Ma'ruf kemudian memberikan apresiasi untuk Kementerian Sosial yang telah menciptakan sentra tersebut untuk memberdayakan kelompok marginal. Karena sentra tersebut sekaligus untuk menciptakan lapangan kerja bagi mereka.

"Saya mengapresiasi inisiatif Kementerian Sosial yang mengembangkan Sentra Kreasi ATENSI bagi eks pemulung dan tuna wisma, melalui kegiatan pemberdayaan kuliner, pertanian hidroponik, peternakan ayam petelur, kerajinan tangan, dan daur ulang sampah nonorganik menjadi barang bermanfaat bagi masyarakat, serta pemberdayaan jasa layanan refleksi, salon kecantikan dan konveksi," imbuh Ma'ruf.
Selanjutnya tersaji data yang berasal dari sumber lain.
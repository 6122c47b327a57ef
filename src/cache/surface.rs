//! Per-surface resource bookkeeping.

use std::collections::VecDeque;

use tracing::debug;
use wayland_server::backend::ObjectId;
use wayland_server::protocol::wl_buffer::WlBuffer;
use wayland_server::protocol::wl_callback::WlCallback;
use wayland_server::protocol::wl_shell_surface::WlShellSurface;
use wayland_server::protocol::wl_surface::WlSurface;
use wayland_server::Resource;

use crate::protocols::xdg::xdg_surface::XdgSurface;

/// The roles a wire resource can fill on a surface.
#[derive(Debug, Clone, Copy, PartialEq, Eq)]
pub enum SurfaceResourceKind {
    /// The `wl_surface` itself.
    Main,
    /// The currently attached `wl_buffer`.
    Buffer,
    /// A queued one-shot frame callback.
    Frame,
    /// A `wl_shell_surface` role resource.
    ShellSurface,
    /// An `xdg_surface` role resource.
    XdgSurface,
}

/// A typed wire resource headed for one of the surface's role slots.
#[derive(Debug, Clone)]
pub enum SurfaceResource {
    /// The `wl_surface` itself.
    Main(WlSurface),
    /// The currently attached buffer.
    Buffer(WlBuffer),
    /// A queued frame callback.
    Frame(WlCallback),
    /// A `wl_shell_surface` role resource.
    ShellSurface(WlShellSurface),
    /// An `xdg_surface` role resource.
    XdgSurface(XdgSurface),
}

/// One live surface as the frontend sees it: a slot per role, plus the FIFO
/// list of pending frame callbacks (Qt routinely queues two or more).
///
/// Every non-frame slot holds at most one resource. The buffer slot becomes
/// occupied on attach and must be emptied by exactly one `wl_buffer.release`
/// before being replaced, except at surface teardown where the remaining
/// slots are dropped without replaying release events.
#[derive(Debug, Default)]
pub struct SurfaceRecord {
    main: Option<WlSurface>,
    buffer: Option<WlBuffer>,
    frames: VecDeque<WlCallback>,
    shell_surface: Option<WlShellSurface>,
    xdg_surface: Option<XdgSurface>,
}

impl SurfaceRecord {
    /// Writes the resource into its role slot; frame callbacks append to
    /// the FIFO list instead. An occupied slot is overwritten with a note
    /// in the log.
    pub fn add_resource(&mut self, resource: SurfaceResource) {
        match resource {
            SurfaceResource::Frame(callback) => self.frames.push_back(callback),
            SurfaceResource::Main(rc) => {
                if self.main.replace(rc).is_some() {
                    debug!(kind = ?SurfaceResourceKind::Main, "surface resource already present");
                }
            }
            SurfaceResource::Buffer(rc) => {
                if self.buffer.replace(rc).is_some() {
                    debug!(kind = ?SurfaceResourceKind::Buffer, "surface resource already present");
                }
            }
            SurfaceResource::ShellSurface(rc) => {
                if self.shell_surface.replace(rc).is_some() {
                    debug!(kind = ?SurfaceResourceKind::ShellSurface, "surface resource already present");
                }
            }
            SurfaceResource::XdgSurface(rc) => {
                if self.xdg_surface.replace(rc).is_some() {
                    debug!(kind = ?SurfaceResourceKind::XdgSurface, "surface resource already present");
                }
            }
        }
    }

    /// Clears the role slot when it still holds the given resource, or
    /// removes one matching entry from the frame list. The id check keeps
    /// the late destruction of a replaced resource from evicting its
    /// successor.
    pub fn remove_resource(&mut self, kind: SurfaceResourceKind, id: &ObjectId) {
        match kind {
            SurfaceResourceKind::Main => clear_slot(&mut self.main, id),
            SurfaceResourceKind::Buffer => clear_slot(&mut self.buffer, id),
            SurfaceResourceKind::ShellSurface => clear_slot(&mut self.shell_surface, id),
            SurfaceResourceKind::XdgSurface => clear_slot(&mut self.xdg_surface, id),
            SurfaceResourceKind::Frame => self.frames.retain(|cb| cb.id() != *id),
        }
    }

    /// The main `wl_surface` resource, when bound.
    pub fn main(&self) -> Option<&WlSurface> {
        self.main.as_ref()
    }

    /// The attached buffer, when present.
    pub fn buffer(&self) -> Option<&WlBuffer> {
        self.buffer.as_ref()
    }

    /// Empties the buffer slot, handing ownership to the caller.
    pub fn take_buffer(&mut self) -> Option<WlBuffer> {
        self.buffer.take()
    }

    /// Drains all queued frame callbacks in FIFO order.
    pub fn take_frames(&mut self) -> VecDeque<WlCallback> {
        std::mem::take(&mut self.frames)
    }

    /// Number of queued frame callbacks.
    pub fn frame_count(&self) -> usize {
        self.frames.len()
    }

    /// The `wl_shell_surface` role resource, when present.
    pub fn shell_surface(&self) -> Option<&WlShellSurface> {
        self.shell_surface.as_ref()
    }

    /// The `xdg_surface` role resource, when present.
    pub fn xdg_surface(&self) -> Option<&XdgSurface> {
        self.xdg_surface.as_ref()
    }
}

fn clear_slot<R: Resource>(slot: &mut Option<R>, id: &ObjectId) {
    if slot.as_ref().map(|rc| rc.id()).as_ref() == Some(id) {
        *slot = None;
    }
}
Menurut Ma'ruf, keberadaan sentra ini dapat menekan angka kemiskinan ekstrem yang terjadi selama pandemi. Terlebih karena kelompok marginal belum memiliki akses terhadap administrasi kependudukan, sehingga hampir tidak menerima bantuan sosial dari pemerintah.


"Namun kita semua memahami bahwa sebagian anggota masyarakat belum terjangkau oleh jaring sosial akibat ketiadaan akses administrasi kependudukan. (Itu) mengakibatkan eks pemulung dan tunawisma kesulitan mendapatkan berbagai bantuan dan jaminan sosial dari pemerintah tersebut," paparnya.

Dia melanjutkan, "Oleh karena itu, program ATENSI dapat menjadi salah satu program strategis untuk mengentaskan kemiskinan ekstrem (extreme poverty) masyarakat yang termiskin dan termarginal yang belum terjangkau layanan sosial dasar, akibat kesulitan akses administrasi kependudukan."

Di samping itu, Ma'ruf juga mengapresiasi upaya pemerintah dalam melakukan perekaman data kependudukan terhadap para pemulung dan tunawisma. Sebab dengan begitu, mereka bisa mengakses bantuan dengan lebih mudah di masa mendatang.

"Selain itu, saya juga mengapresiasi upaya perekaman data kependudukan bagi para pemulung dan tunawisma yang belum memiliki KTP dan kartu keluarga. Ini merupakan langkah maju dalam pemenuhan hak-hak identitas setiap warga negara," jelasnya.

"Demikian juga pembuatan buku rekening dan kartu ATM ATENSI yang menunjukkan inklusi keuangan dapat menyentuh kelompok masyarakat dengan status sosial ekonomi terbawah. Hal ini membuka peluang peningkatan status sosial ekonomi mereka dan keluarganya," sambung Ma'ruf.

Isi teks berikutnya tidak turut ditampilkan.